_Exercise:_ Filter the listing and keep only the lines with the word "broadcast".

»»

//
// Copyright 2017-2026 Hans W. Uhlig. All Rights Reserved.
//
// Licensed under the Apache License, Version 2.0 (the "License");
// you may not use this file except in compliance with the License.
// You may obtain a copy of the License at
//
//      http://www.apache.org/licenses/LICENSE-2.0
//
// Unless required by applicable law or agreed to in writing, software
// distributed under the License is distributed on an "AS IS" BASIS,
// WITHOUT WARRANTIES OR CONDITIONS OF ANY KIND, either express or implied.
// See the License for the specific language governing permissions and
// limitations under the License.
//

//! Chat history transcript
//!
//! An append-only file of formatted chat lines, one per listen port. The
//! broadcast engine is the only writer; sessions read the whole file once
//! when they join. A session joining while a message is being broadcast may
//! or may not see that message, but always sees everything written before.

use crate::Result;
use std::io::ErrorKind;
use std::path::{Path, PathBuf};
use std::sync::Arc;
use tokio::fs::{self, File, OpenOptions};
use tokio::io::AsyncWriteExt;
use tracing::{debug, info, warn};

/// Writer half of the transcript, owned by the broadcast engine
#[derive(Debug)]
pub struct Transcript {
    file: File,
    handle: TranscriptHandle,
    lines: u64,
}

/// Shared, read-only view of the transcript
#[derive(Debug, Clone)]
pub struct TranscriptHandle {
    path: Arc<PathBuf>,
}

impl Transcript {
    /// Create a fresh transcript at `path`, removing any previous file
    pub async fn create(path: impl Into<PathBuf>) -> Result<Self> {
        let path = path.into();
        remove_if_exists(&path).await?;

        let file = OpenOptions::new()
            .create(true)
            .append(true)
            .open(&path)
            .await?;
        info!(path = %path.display(), "Chat transcript created");

        Ok(Self {
            file,
            handle: TranscriptHandle {
                path: Arc::new(path),
            },
            lines: 0,
        })
    }

    /// Append one formatted line
    pub async fn append(&mut self, line: &str) -> Result<()> {
        self.file.write_all(line.as_bytes()).await?;
        self.file.flush().await?;
        self.lines += 1;
        debug!(lines = self.lines, "Transcript appended");
        Ok(())
    }

    /// Number of lines appended so far
    pub fn lines(&self) -> u64 {
        self.lines
    }

    /// Read-only handle for sessions
    pub fn handle(&self) -> TranscriptHandle {
        self.handle.clone()
    }
}

impl TranscriptHandle {
    /// Path of the transcript file
    pub fn path(&self) -> &Path {
        &self.path
    }

    /// Read the whole transcript
    ///
    /// A missing file reads as empty.
    pub async fn read_all(&self) -> Result<Vec<u8>> {
        match fs::read(self.path.as_path()).await {
            Ok(bytes) => Ok(bytes),
            Err(e) if e.kind() == ErrorKind::NotFound => Ok(Vec::new()),
            Err(e) => Err(e.into()),
        }
    }

    /// Delete the transcript file
    pub async fn remove(&self) -> Result<()> {
        remove_if_exists(&self.path).await?;
        info!(path = %self.path.display(), "Chat transcript removed");
        Ok(())
    }
}

async fn remove_if_exists(path: &Path) -> Result<()> {
    match fs::remove_file(path).await {
        Ok(()) => {
            debug!(path = %path.display(), "Removed stale transcript");
            Ok(())
        }
        Err(e) if e.kind() == ErrorKind::NotFound => Ok(()),
        Err(e) => {
            warn!(path = %path.display(), error = %e, "Failed to remove transcript");
            Err(e.into())
        }
    }
}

««

_Answer section:_
//! broadcast engine is the only writer; sessions read the whole file once
//! when they join. A session joining while a message is being broadcast may
/// Writer half of the transcript, owned by the broadcast engine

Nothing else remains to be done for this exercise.